What other firms can take advantage of this departure from the 1972 U.S. Supreme Court decision involving General Dynamics?
vebaguru
This would not seem to be a VEBA question, since VEBAs are for funded welfare benefits, not unfunded ones. IRC 419 specifically requires that amounts must be "paid or accrued" for a specific tax year.
Ira Hayes
Why incur the cost of setting up and maintaining a VEBA if the same accelerated deduction results merely through obtaining an actuarial certification?

You may wish to peruse the Deloitte Washington Tax Bulletin dated April 13, 2009* which suggests this issue does have sometihng to do with VEBAs.

*retrievable from www.benefitslink.com
vebaguru
I perused the Deloitte Washington Tax Bulletin dated April 13, 2009. It relates to COBRA coverages and is found here: COBRA Guidance Highlights Potential Problem Areas
It does not seem to relate to your post.
Ira Hayes
go to http://benefitslink.com/articles/guests/washbull090413a.html
vebaguru
It seems as though companies not required to capitalize costs under IRC Section 263A can deduct IBNR as long as they accrue it without having to fund same. Service companies such as accounting and consulting firms come to mind.

The question is not WHETHER they have to fund it (that is a given), but WHEN. In general, the employer must pay such expenses before the end of the tax year. Under the rules described in the article, the employer, under IRC section 461(a), may claim a deduction for services provided by another person prior to the end of the year, even though the amount is not actually paid prior to the end of the tax year.
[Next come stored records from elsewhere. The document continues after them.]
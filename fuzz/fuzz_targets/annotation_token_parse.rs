//! Fuzz target for annotation first-token extraction.
//!
//! This fuzzer feeds arbitrary UTF-8 content to the annotation token
//! extractor, checking for panics, crashes, or hangs.

#![no_main]

use libfuzzer_sys::fuzz_target;
use trifold::dataset::annotation::fuzz_primary_class_token;

fuzz_target!(|data: &[u8]| {
    if data.len() > 10 * 1024 * 1024 {
        return;
    }

    let Ok(content) = std::str::from_utf8(data) else {
        return;
    };

    fuzz_primary_class_token(content);
});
This contrasts with the rule announced in General Dynamics that in order to be deductible for the current year the amounts had to be paid before the end of the tax year. Sec. 419(c)(3)(B) refers to the time "when such benefit would be includible in the gross income of the employee if provided directly by the employer", which would be the year of payment. This rule still applies for reimbursements paid directly to employees, or for which employees must file claims to have the payment or reimbursement paid.